The APNU+AFC won 47 percent of the votes at the last elections. With APNU traditionally obtaining about 40 percent of the votes, AFC has the potential to make a coalition competitive. Whether it will do so to the extent that it will take a coalition over 50 percent remains to be seen. The election of anew leader for the AFC, Nigel Hughes, is an advantage but he faces two obstacles. He represents the persons who have been charged with various offences involving electoral malpractices during the 2020 elections, including Clairmont Mingo and Keith Lowenfield. It will be impossible, therefore, for Mr. Hughes to own up to AFC’s role in the 2020 elections, probably the most traumatic political event since 1992, which took Guyana back to the bad old days of rigged elections. The second obstacle is that the Guyana Government is able to spend huge sums derived from oil to spend on social and other benefits.
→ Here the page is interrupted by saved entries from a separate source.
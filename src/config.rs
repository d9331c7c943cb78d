use serde::Deserialize;
use std::fs;
use std::path::Path;

use crate::error::ConfigError;
use crate::generator::GeneratorConfig;
use crate::options::PresetOptions;
use crate::theme::Theme;

#[derive(Debug, Clone, PartialEq, Deserialize, Default)]
pub struct Config {
    #[serde(default)]
    pub minify: bool,
    #[serde(default)]
    pub options: PresetOptions,
    #[serde(default)]
    pub theme: Theme,
}

impl Config {
    pub fn generator_config(&self) -> GeneratorConfig {
        GeneratorConfig {
            minify: self.minify,
            theme: Some(self.theme.clone()),
        }
    }
}

pub fn load(path: &Path) -> Result<Config, ConfigError> {
    let text = fs::read_to_string(path).map_err(|source| ConfigError::Read {
        path: path.to_path_buf(),
        source,
    })?;
    let config = parse(&text).map_err(|source| ConfigError::Parse {
        path: path.to_path_buf(),
        source,
    })?;
    tracing::debug!(
        path = %path.display(),
        minify = config.minify,
        "loaded config"
    );
    Ok(config)
}

pub fn parse(text: &str) -> Result<Config, toml::de::Error> {
    toml::from_str(text)
}

#[cfg(test)]
mod tests {
    use super::{Config, load, parse};
    use crate::error::ConfigError;
    use crate::theme::ThemeTable;
    use std::fs;
    use std::time::{SystemTime, UNIX_EPOCH};

    #[test]
    fn loads_toml_config() {
        let path = temp_path("spritz_config");
        let _ = fs::write(
            &path,
            r#"
minify = true

[options]
base_gap = 8
base_space = 32.5
"#,
        );
        let config = load(&path).expect("config should parse");
        assert!(config.minify);
        assert_eq!(config.options.base_gap, Some(8.0));
        assert_eq!(config.options.base_space, Some(32.5));
    }

    #[test]
    fn defaults_when_empty() {
        let config = parse("").expect("config should parse");
        assert_eq!(config, Config::default());
        assert!(config.theme.table(ThemeTable::Breakpoints).is_none());
        assert!(config.theme.table(ThemeTable::Media).is_none());
    }

    #[test]
    fn loads_theme_tables() {
        let config = parse(
            r#"
[theme.breakpoints]
md = "640px"
tablet = "900px"

[theme.media]
dark = "(prefers-color-scheme: dark)"
"#,
        )
        .expect("config should parse");
        let breakpoints = config
            .theme
            .table(ThemeTable::Breakpoints)
            .expect("breakpoints present");
        assert_eq!(breakpoints["md"], "640px");
        assert_eq!(breakpoints["tablet"], "900px");
        let media = config.theme.table(ThemeTable::Media).expect("media present");
        assert_eq!(media["dark"], "(prefers-color-scheme: dark)");

        let generator = config.generator_config();
        assert!(!generator.minify);
        assert_eq!(generator.theme.as_ref(), Some(&config.theme));
    }

    #[test]
    fn reports_missing_file() {
        let path = temp_path("spritz_config_missing");
        let err = load(&path).expect_err("missing file should fail");
        assert!(matches!(err, ConfigError::Read { .. }));
        assert!(err.to_string().contains("failed to read config"));
    }

    #[test]
    fn reports_invalid_toml() {
        let path = temp_path("spritz_config_invalid");
        let _ = fs::write(&path, "options = [");
        let err = load(&path).expect_err("invalid toml should fail");
        assert!(matches!(err, ConfigError::Parse { .. }));
        assert!(err.to_string().contains("failed to parse config"));
    }

    fn temp_path(prefix: &str) -> std::path::PathBuf {
        let nanos = SystemTime::now()
            .duration_since(UNIX_EPOCH)
            .unwrap_or_default()
            .as_nanos();
        std::env::temp_dir().join(format!("{}_{}.toml", prefix, nanos))
    }
}
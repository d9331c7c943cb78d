use std::path::PathBuf;

#[derive(Debug, thiserror::Error)]
pub enum PresetError {
    #[error("invalid pattern for rule `{rule}`: {source}")]
    InvalidPattern {
        rule: String,
        #[source]
        source: regex::Error,
    },
}

#[derive(Debug, thiserror::Error)]
pub enum ConfigError {
    #[error("failed to read config {}: {source}", path.display())]
    Read {
        path: PathBuf,
        #[source]
        source: std::io::Error,
    },
    #[error("failed to parse config {}: {source}", path.display())]
    Parse {
        path: PathBuf,
        #[source]
        source: toml::de::Error,
    },
}
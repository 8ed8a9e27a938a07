//! Device identity hashing shared by the firmware, the web client and the
//! distribution server.
//!
//! Two hashes live here:
//! - the device ID: a 3-round mix over the MCU's 96-bit unique ID, rendered as
//!   16 uppercase hex characters;
//! - the credential signature: a 32-bit multiplicative rolling hash over
//!   `deviceId + challenge + timestamp`, rendered as `SIG_XXXXXXXX`.
//!
//! Both must stay bit-identical with the firmware. Rotate amounts, constants
//! and 32-bit wraparound are part of the wire contract.

use base64::{engine::general_purpose::STANDARD as B64, Engine};
use serde::{Deserialize, Deserializer, Serialize};

use crate::error::{Error, Result};

/// "HBox" as an ASCII word, most significant byte first.
pub const SALT1: u32 = 0x4842_6F78;
/// "2024" as an ASCII word, most significant byte first.
pub const SALT2: u32 = 0x3230_3234;

pub const PRIME1: u32 = 0x9E37_79B9;
pub const PRIME2: u32 = 0x85EB_CA6B;
pub const PRIME3: u32 = 0xC2B2_AE35;

/// Seed of the signature rolling hash.
pub const SIGNATURE_SEED: u32 = 0x9E37_79B9;

/// Mask the firmware XORs with its tick counter to build the challenge nonce.
pub const CHALLENGE_MASK: u32 = 0xA5A5_A5A5;

/// The MCU's 96-bit factory unique ID as three 32-bit words.
#[derive(Debug, Clone, Copy, PartialEq, Eq)]
pub struct UniqueId {
    pub words: [u32; 3],
}

impl UniqueId {
    pub fn new(w0: u32, w1: u32, w2: u32) -> Self {
        Self { words: [w0, w1, w2] }
    }

    /// Parse the 12-byte little-endian dump read from the MCU's UID register.
    pub fn from_le_bytes(bytes: &[u8]) -> Result<Self> {
        if bytes.len() != 12 {
            return Err(Error::InvalidMessage(format!(
                "unique id must be 12 bytes, got {}",
                bytes.len()
            )));
        }
        let word = |i: usize| u32::from_le_bytes([bytes[i], bytes[i + 1], bytes[i + 2], bytes[i + 3]]);
        Ok(Self::new(word(0), word(4), word(8)))
    }

    /// Parse the `XXXXXXXX-XXXXXXXX-XXXXXXXX` form reported as `originalUniqueId`.
    pub fn parse(s: &str) -> Result<Self> {
        let parts: Vec<&str> = s.trim().split('-').collect();
        if parts.len() != 3 || parts.iter().any(|p| p.len() != 8) {
            return Err(Error::InvalidMessage(format!(
                "unique id '{s}' is not XXXXXXXX-XXXXXXXX-XXXXXXXX"
            )));
        }
        let mut words = [0u32; 3];
        for (slot, part) in words.iter_mut().zip(&parts) {
            *slot = u32::from_str_radix(part, 16)
                .map_err(|e| Error::InvalidMessage(format!("unique id word '{part}': {e}")))?;
        }
        Ok(Self { words })
    }

    /// Hashed device ID for this unique ID.
    pub fn device_id(&self) -> String {
        device_id_hash(self.words[0], self.words[1], self.words[2])
    }
}

impl std::fmt::Display for UniqueId {
    fn fmt(&self, f: &mut std::fmt::Formatter<'_>) -> std::fmt::Result {
        write!(
            f,
            "{:08X}-{:08X}-{:08X}",
            self.words[0], self.words[1], self.words[2]
        )
    }
}

/// Derive the 64-bit device ID from the three unique-ID words.
pub fn device_id_hash(w0: u32, w1: u32, w2: u32) -> String {
    let mut h1 = (w0 ^ SALT1).rotate_left(13).wrapping_mul(PRIME1);
    h1 ^= w1;

    let mut h2 = (w1 ^ SALT2).rotate_left(17).wrapping_mul(PRIME2);
    h2 ^= w2;

    let mut h3 = (w2 ^ SALT1.wrapping_add(SALT2))
        .rotate_left(21)
        .wrapping_mul(PRIME3);
    h3 ^= h1;

    format!("{:08X}{:08X}", h1 ^ h2, h2 ^ h3)
}

/// Compute the credential signature for `deviceId + challenge + timestamp`.
///
/// The distribution server hashes UTF-16 code units, so this
/// does too; for the ASCII inputs the firmware produces it matches the
/// byte-wise firmware loop.
pub fn device_signature(device_id: &str, challenge: &str, timestamp: &str) -> String {
    let hash = device_id
        .encode_utf16()
        .chain(challenge.encode_utf16())
        .chain(timestamp.encode_utf16())
        .fold(SIGNATURE_SEED, |h, unit| {
            (h << 5).wrapping_add(h).wrapping_add(u32::from(unit))
        });
    format!("SIG_{hash:08X}")
}

/// Challenge string the firmware derives from its millisecond tick.
pub fn firmware_challenge(tick: u32) -> String {
    format!("DEV_{:08X}_{:08X}", tick, tick ^ CHALLENGE_MASK)
}

/// A device-issued credential as carried on the wire.
#[derive(Debug, Clone, PartialEq, Eq, Serialize, Deserialize)]
#[serde(rename_all = "camelCase")]
pub struct DeviceCredential {
    #[serde(default, deserialize_with = "null_as_default")]
    pub device_id: String,
    #[serde(default, deserialize_with = "null_as_default")]
    pub original_unique_id: String,
    #[serde(default, deserialize_with = "null_as_default")]
    pub challenge: String,
    #[serde(default, deserialize_with = "null_as_default")]
    pub timestamp: u64,
    #[serde(default, deserialize_with = "null_as_default")]
    pub signature: String,
}

/// Firmware builds report absent fields as `null`.
fn null_as_default<'de, D, T>(deserializer: D) -> std::result::Result<T, D::Error>
where
    D: Deserializer<'de>,
    T: Default + Deserialize<'de>,
{
    Ok(Option::<T>::deserialize(deserializer)?.unwrap_or_default())
}

impl DeviceCredential {
    /// Issue a credential the way the firmware answers `get_device_auth`.
    pub fn issue(unique_id: &UniqueId, tick: u32) -> Self {
        let device_id = unique_id.device_id();
        let challenge = firmware_challenge(tick);
        let signature = device_signature(&device_id, &challenge, &tick.to_string());
        Self {
            device_id,
            original_unique_id: unique_id.to_string(),
            challenge,
            timestamp: u64::from(tick),
            signature,
        }
    }

    /// Whether the signature matches the other fields.
    pub fn is_signature_valid(&self) -> bool {
        device_signature(&self.device_id, &self.challenge, &self.timestamp.to_string())
            == self.signature
    }

    /// Encode as the base64-JSON blob sent in the `x-device-auth` header.
    pub fn to_header_value(&self) -> Result<String> {
        let json = serde_json::to_vec(&self.wire_payload())?;
        Ok(B64.encode(json))
    }

    /// The four fields the server verifies, as a JSON object.
    pub fn wire_payload(&self) -> serde_json::Value {
        serde_json::json!({
            "deviceId": self.device_id,
            "challenge": self.challenge,
            "timestamp": self.timestamp,
            "signature": self.signature,
        })
    }
}
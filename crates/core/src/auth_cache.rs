//! Short-lived device credential cache.
//!
//! The distribution server only accepts fresh device credentials, so the
//! client fetches one with `get_device_auth` right before a privileged HTTP
//! call and reuses it for [`VALIDITY_WINDOW`]. Concurrent callers share a
//! single in-flight refresh.

use std::sync::{Arc, Mutex, MutexGuard};
use std::time::Duration;

use futures::future::{BoxFuture, FutureExt, Shared};
use serde::Serialize;
use serde_json::Value;
use tokio::time::Instant;
use tracing::{debug, info, warn};

use crate::command::Command;
use crate::error::{Error, Result};
use crate::identity::DeviceCredential;
use crate::transport::CommandTransport;

/// How long a fetched credential is reused.
pub const VALIDITY_WINDOW: Duration = Duration::from_secs(90);

#[derive(Debug, Clone, Copy)]
pub struct AuthCacheConfig {
    pub validity: Duration,
}

impl Default for AuthCacheConfig {
    fn default() -> Self {
        Self {
            validity: VALIDITY_WINDOW,
        }
    }
}

/// A credential plus the moment it was obtained.
#[derive(Debug, Clone, PartialEq, Eq)]
pub struct DeviceAuthInfo {
    pub credential: DeviceCredential,
    pub obtained_at: Instant,
}

impl DeviceAuthInfo {
    pub fn is_fresh(&self, validity: Duration) -> bool {
        self.obtained_at.elapsed() < validity
    }

    /// Header value for the `x-device-auth` HTTP header.
    pub fn header_value(&self) -> Result<String> {
        self.credential.to_header_value()
    }
}

#[derive(Debug, Clone, PartialEq, Eq, Serialize)]
#[serde(rename_all = "camelCase")]
pub struct AuthCacheStatus {
    pub has_cached: bool,
    pub is_expired: bool,
    /// Time left before the cached credential expires; zero when absent.
    #[serde(with = "millis")]
    pub remaining: Duration,
    pub is_refreshing: bool,
}

mod millis {
    use serde::Serializer;
    use std::time::Duration;

    pub fn serialize<S: Serializer>(d: &Duration, s: S) -> std::result::Result<S::Ok, S::Error> {
        s.serialize_u64(u64::try_from(d.as_millis()).unwrap_or(u64::MAX))
    }
}

type Refresh = Shared<BoxFuture<'static, Option<DeviceAuthInfo>>>;

#[derive(Default)]
struct State {
    cached: Option<DeviceAuthInfo>,
    refreshing: Option<Refresh>,
}

/// Cache of the device's current credential.
#[derive(Clone)]
pub struct DeviceAuthCache {
    transport: Arc<dyn CommandTransport>,
    config: AuthCacheConfig,
    state: Arc<Mutex<State>>,
}

impl DeviceAuthCache {
    pub fn new(transport: Arc<dyn CommandTransport>, config: AuthCacheConfig) -> Self {
        Self {
            transport,
            config,
            state: Arc::new(Mutex::new(State::default())),
        }
    }

    fn lock(&self) -> MutexGuard<'_, State> {
        self.state.lock().unwrap_or_else(|e| e.into_inner())
    }

    /// Return a fresh credential, fetching one from the device if needed.
    ///
    /// `None` means the device could not produce a usable credential; the
    /// caller should ask the user to reconnect.
    pub async fn get_valid_auth(&self) -> Option<DeviceAuthInfo> {
        let refresh = {
            let mut state = self.lock();
            if let Some(pending) = &state.refreshing {
                debug!("joining in-flight device auth refresh");
                pending.clone()
            } else if let Some(info) = state
                .cached
                .as_ref()
                .filter(|info| info.is_fresh(self.config.validity))
            {
                return Some(info.clone());
            } else {
                let refresh = fetch_credential(self.transport.clone(), self.state.clone())
                    .boxed()
                    .shared();
                state.refreshing = Some(refresh.clone());
                refresh
            }
        };
        refresh.await
    }

    /// Drop the cached credential.
    pub fn clear_cache(&self) {
        self.lock().cached = None;
        debug!("device auth cache cleared");
    }

    /// React to the server rejecting a credential: clear and fetch once more.
    pub async fn handle_auth_error(
        &self,
        error: &(dyn std::error::Error + Send + Sync),
    ) -> Option<DeviceAuthInfo> {
        warn!(%error, "device auth rejected, refetching");
        self.clear_cache();
        self.get_valid_auth().await
    }

    pub fn cache_status(&self) -> AuthCacheStatus {
        let state = self.lock();
        let (has_cached, remaining) = match &state.cached {
            Some(info) => (
                true,
                self.config.validity.saturating_sub(info.obtained_at.elapsed()),
            ),
            None => (false, Duration::ZERO),
        };
        AuthCacheStatus {
            has_cached,
            is_expired: has_cached && remaining.is_zero(),
            remaining,
            is_refreshing: state.refreshing.is_some(),
        }
    }
}

async fn fetch_credential(
    transport: Arc<dyn CommandTransport>,
    state: Arc<Mutex<State>>,
) -> Option<DeviceAuthInfo> {
    let fetched = match transport.send(Command::GetDeviceAuth).await {
        Ok(data) => parse_auth_response(data),
        Err(e) => Err(e),
    };

    let mut state = state.lock().unwrap_or_else(|e| e.into_inner());
    state.refreshing = None;
    match fetched {
        Ok(credential) => {
            info!(device_id = %credential.device_id, "device auth refreshed");
            let info = DeviceAuthInfo {
                credential,
                obtained_at: Instant::now(),
            };
            state.cached = Some(info.clone());
            Some(info)
        }
        Err(e) => {
            warn!(error = %e, "device auth refresh failed");
            state.cached = None;
            None
        }
    }
}

/// Validate a `get_device_auth` reply.
fn parse_auth_response(data: Value) -> Result<DeviceCredential> {
    let credential: DeviceCredential = serde_json::from_value(data)
        .map_err(|e| Error::InvalidAuthResponse(e.to_string()))?;

    let missing: Vec<&str> = [
        ("deviceId", credential.device_id.is_empty()),
        ("challenge", credential.challenge.is_empty()),
        ("signature", credential.signature.is_empty()),
    ]
    .into_iter()
    .filter_map(|(field, empty)| empty.then_some(field))
    .collect();

    if !missing.is_empty() {
        return Err(Error::InvalidAuthResponse(format!(
            "missing {}",
            missing.join(", ")
        )));
    }
    Ok(credential)
}
//! Challenge reuse ledger.
//!
//! A challenge may be presented any number of times within `window` of its
//! first use; after that it is rejected. Records past the window are swept
//! on every check, so the ledger stays bounded by the traffic of one window.

use std::collections::HashMap;
use std::sync::Mutex;
use std::time::Duration;

use tokio::time::Instant;
use tracing::debug;

use crate::error::AuthError;

pub struct ChallengeLedger {
    window: Duration,
    first_used: Mutex<HashMap<String, Instant>>,
}

impl ChallengeLedger {
    pub fn new(window: Duration) -> Self {
        Self {
            window,
            first_used: Mutex::new(HashMap::new()),
        }
    }

    pub fn window(&self) -> Duration {
        self.window
    }

    /// Accept `challenge` if unseen or still inside its window, then sweep
    /// records past the window. A rejection returns without sweeping.
    pub fn check_and_record(&self, challenge: &str) -> Result<(), AuthError> {
        let now = Instant::now();
        let mut records = self.first_used.lock().unwrap_or_else(|e| e.into_inner());

        match records.get(challenge) {
            // Rejected before the sweep so the record survives this call.
            Some(first) if now.duration_since(*first) > self.window => {
                debug!(challenge, age = ?now.duration_since(*first), "challenge past reuse window");
                return Err(AuthError::ChallengeExpired);
            }
            Some(first) => {
                debug!(challenge, age = ?now.duration_since(*first), "challenge reused within window");
            }
            None => {
                records.insert(challenge.to_string(), now);
            }
        }

        let before = records.len();
        let window = self.window;
        records.retain(|_, first| now.duration_since(*first) <= window);
        let swept = before - records.len();
        if swept > 0 {
            debug!(swept, remaining = records.len(), "swept expired challenges");
        }

        Ok(())
    }

    pub fn len(&self) -> usize {
        self.first_used
            .lock()
            .unwrap_or_else(|e| e.into_inner())
            .len()
    }

    pub fn is_empty(&self) -> bool {
        self.len() == 0
    }
}

#[cfg(test)]
mod tests {
    use super::*;

    const WINDOW: Duration = Duration::from_secs(120);

    #[tokio::test(start_paused = true)]
    async fn reuse_allowed_inside_window() {
        let ledger = ChallengeLedger::new(WINDOW);
        assert_eq!(ledger.check_and_record("DEV_1"), Ok(()));
        tokio::time::advance(Duration::from_secs(60)).await;
        assert_eq!(ledger.check_and_record("DEV_1"), Ok(()));
        tokio::time::advance(Duration::from_secs(60)).await;
        assert_eq!(ledger.check_and_record("DEV_1"), Ok(()));
    }

    #[tokio::test(start_paused = true)]
    async fn reuse_rejected_after_window() {
        let ledger = ChallengeLedger::new(WINDOW);
        ledger.check_and_record("DEV_1").unwrap();
        tokio::time::advance(WINDOW + Duration::from_secs(1)).await;
        assert_eq!(
            ledger.check_and_record("DEV_1"),
            Err(AuthError::ChallengeExpired)
        );
        assert_eq!(
            ledger.check_and_record("DEV_1"),
            Err(AuthError::ChallengeExpired)
        );
        assert_eq!(ledger.len(), 1);
    }

    #[tokio::test(start_paused = true)]
    async fn old_records_are_swept() {
        let ledger = ChallengeLedger::new(WINDOW);
        ledger.check_and_record("a").unwrap();
        ledger.check_and_record("b").unwrap();
        assert_eq!(ledger.len(), 2);

        tokio::time::advance(WINDOW * 2).await;
        ledger.check_and_record("c").unwrap();
        assert_eq!(ledger.len(), 1);
    }
}
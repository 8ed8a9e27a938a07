//! Command transport abstraction.
//!
//! The queue and the auth cache talk to the device through this trait so that
//! the live WebSocket channel, the in-process mock device and test doubles
//! share one interface.

use futures::future::BoxFuture;
use serde_json::Value;

use crate::command::Command;
use crate::error::Result;

/// Sends one command and resolves with the reply's `data` payload.
///
/// A reply with nonzero `errNo` must surface as `Err`.
pub trait CommandTransport: Send + Sync {
    fn send(&self, command: Command) -> BoxFuture<'_, Result<Value>>;
}

/// A recording transport for tests.
#[cfg(test)]
pub mod mock {
    use super::*;
    use crate::error::Error;
    use futures::FutureExt;
    use std::collections::HashMap;
    use std::sync::atomic::{AtomicUsize, Ordering};
    use std::sync::Mutex;
    use std::time::Duration;

    /// Mock transport that records every command and answers from a table.
    ///
    /// Unregistered commands answer `{}` after `delay`.
    pub struct MockTransport {
        sent: Mutex<Vec<Command>>,
        responses: Mutex<HashMap<&'static str, Result<Value>>>,
        delay: Mutex<Duration>,
        in_flight: AtomicUsize,
        max_in_flight: AtomicUsize,
    }

    impl MockTransport {
        pub fn new() -> Self {
            Self {
                sent: Mutex::new(Vec::new()),
                responses: Mutex::new(HashMap::new()),
                delay: Mutex::new(Duration::ZERO),
                in_flight: AtomicUsize::new(0),
                max_in_flight: AtomicUsize::new(0),
            }
        }

        pub fn with_delay(delay: Duration) -> Self {
            let mock = Self::new();
            *mock.delay.lock().unwrap() = delay;
            mock
        }

        /// Register the reply data for a command name.
        pub fn on_command(&self, name: &'static str, data: Value) {
            self.responses.lock().unwrap().insert(name, Ok(data));
        }

        /// Make a command name fail with a device error.
        pub fn fail_command(&self, name: &'static str, message: &str) {
            self.responses.lock().unwrap().insert(
                name,
                Err(Error::Device {
                    command: name.to_string(),
                    err_no: -1,
                    message: message.to_string(),
                }),
            );
        }

        pub fn sent(&self) -> Vec<Command> {
            self.sent.lock().unwrap().clone()
        }

        pub fn sent_count(&self, name: &str) -> usize {
            self.sent
                .lock()
                .unwrap()
                .iter()
                .filter(|c| c.name() == name)
                .count()
        }

        /// Highest number of sends that were outstanding at the same time.
        pub fn max_in_flight(&self) -> usize {
            self.max_in_flight.load(Ordering::SeqCst)
        }
    }

    impl CommandTransport for MockTransport {
        fn send(&self, command: Command) -> BoxFuture<'_, Result<Value>> {
            async move {
                let now = self.in_flight.fetch_add(1, Ordering::SeqCst) + 1;
                self.max_in_flight.fetch_max(now, Ordering::SeqCst);

                let name = command.name();
                self.sent.lock().unwrap().push(command);

                let delay = *self.delay.lock().unwrap();
                if !delay.is_zero() {
                    tokio::time::sleep(delay).await;
                }

                let reply = self
                    .responses
                    .lock()
                    .unwrap()
                    .get(name)
                    .cloned()
                    .unwrap_or_else(|| Ok(Value::Object(Default::default())));

                self.in_flight.fetch_sub(1, Ordering::SeqCst);
                reply
            }
            .boxed()
        }
    }
}

#[cfg(test)]
mod tests {
    use super::mock::MockTransport;
    use super::*;
    use serde_json::json;

    #[tokio::test]
    async fn mock_answers_registered_and_default() {
        let mock = MockTransport::new();
        mock.on_command("ping", json!({"message": "pong"}));

        let reply = mock.send(Command::Ping).await.unwrap();
        assert_eq!(reply["message"], "pong");

        let reply = mock.send(Command::Reboot).await.unwrap();
        assert_eq!(reply, json!({}));
        assert_eq!(mock.sent(), vec![Command::Ping, Command::Reboot]);
    }

    #[tokio::test]
    async fn mock_reports_failures() {
        let mock = MockTransport::new();
        mock.fail_command("get_device_auth", "not provisioned");
        let err = mock.send(Command::GetDeviceAuth).await.unwrap_err();
        assert!(err.to_string().contains("not provisioned"));
        assert_eq!(mock.sent_count("get_device_auth"), 1);
    }
}
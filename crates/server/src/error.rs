//! Error types for hbox-link-server.

use axum::http::StatusCode;
use axum::response::{IntoResponse, Response};
use axum::Json;
use serde_json::json;
use thiserror::Error;

/// Why a request failed device authentication.
#[derive(Debug, Clone, PartialEq, Eq, Error)]
pub enum AuthError {
    /// No credential header on a header-authenticated route.
    #[error("Device authentication required")]
    Missing,

    /// Credential absent after extraction from body or query.
    #[error("Device authentication data missing")]
    MissingData,

    #[error("Invalid authentication format")]
    InvalidFormat,

    #[error("Authentication data incomplete")]
    Incomplete,

    #[error("Device not registered")]
    NotRegistered,

    #[error("Invalid device signature")]
    InvalidSignature,

    #[error("Challenge has expired")]
    ChallengeExpired,

    /// No device registry is wired into the service.
    #[error("Storage manager not initialized")]
    RegistryUnavailable,

    /// The registry failed while looking the device up.
    #[error("Authentication server error")]
    Internal(String),
}

impl AuthError {
    /// Machine-readable code sent as `error`.
    pub fn code(&self) -> &'static str {
        match self {
            Self::Missing | Self::MissingData => "AUTH_MISSING",
            Self::InvalidFormat => "AUTH_INVALID_FORMAT",
            Self::Incomplete => "AUTH_INCOMPLETE",
            Self::NotRegistered => "DEVICE_NOT_REGISTERED",
            Self::InvalidSignature => "INVALID_SIGNATURE",
            Self::ChallengeExpired => "CHALLENGE_EXPIRED",
            Self::RegistryUnavailable => "SERVER_ERROR",
            Self::Internal(_) => "AUTH_SERVER_ERROR",
        }
    }

    pub fn status(&self) -> StatusCode {
        match self {
            Self::RegistryUnavailable | Self::Internal(_) => StatusCode::INTERNAL_SERVER_ERROR,
            _ => StatusCode::UNAUTHORIZED,
        }
    }
}

impl IntoResponse for AuthError {
    fn into_response(self) -> Response {
        let body = json!({ "error": self.code(), "message": self.to_string() });
        (self.status(), Json(body)).into_response()
    }
}

/// Registry backend failure.
#[derive(Debug, Clone, Error)]
#[error("device registry: {0}")]
pub struct RegistryError(pub String);

/// Errors from the JSON API handlers.
#[derive(Debug, Error)]
pub enum ApiError {
    #[error("{0}")]
    BadRequest(String),

    #[error("{0}")]
    Internal(String),
}

impl From<RegistryError> for ApiError {
    fn from(e: RegistryError) -> Self {
        ApiError::Internal(e.to_string())
    }
}

impl IntoResponse for ApiError {
    fn into_response(self) -> Response {
        let status = match self {
            Self::BadRequest(_) => StatusCode::BAD_REQUEST,
            Self::Internal(_) => StatusCode::INTERNAL_SERVER_ERROR,
        };
        let message = self.to_string();
        let body = json!({
            "success": false,
            "message": message,
            "errNo": 1,
            "errorMessage": message,
        });
        (status, Json(body)).into_response()
    }
}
Probably the most important issue would be the leadership of the coalition. Aubrey Norton, the Leader of the Opposition and of APNU, has declared that as the largest, single group, it is entitled to the leadership of any coalition. This appears to be non-negotiable for Mr. Norton. Even if he is prepared to stand aside, he is not going to concede leadership to Mr. Hughes of the much smaller AFC; and there is no one on the horizon who appears to have the necessary credentials that would attract consideration as a consensus candidate.
Towards the end of the APNU+AFC’s term of office, strains had clearly begun to develop between the coalition partners. They contested the 2018 local government elections separately. It is believed that the parties could not agree on the distribution of seats. There were already grumbles emanating from APNU that the AFC had got too many ministerial posts in the government under the Cummingsburg Accord. After the 2020 elections and the APNU+AFC became the Opposition, strains appeared to have continued and the parties did not renew the CummingsburgAccord. They have since gone their separate ways but continue to collaborate closely. In all of these circumstances, it does not appear that there will be an opposition coalition for the elections.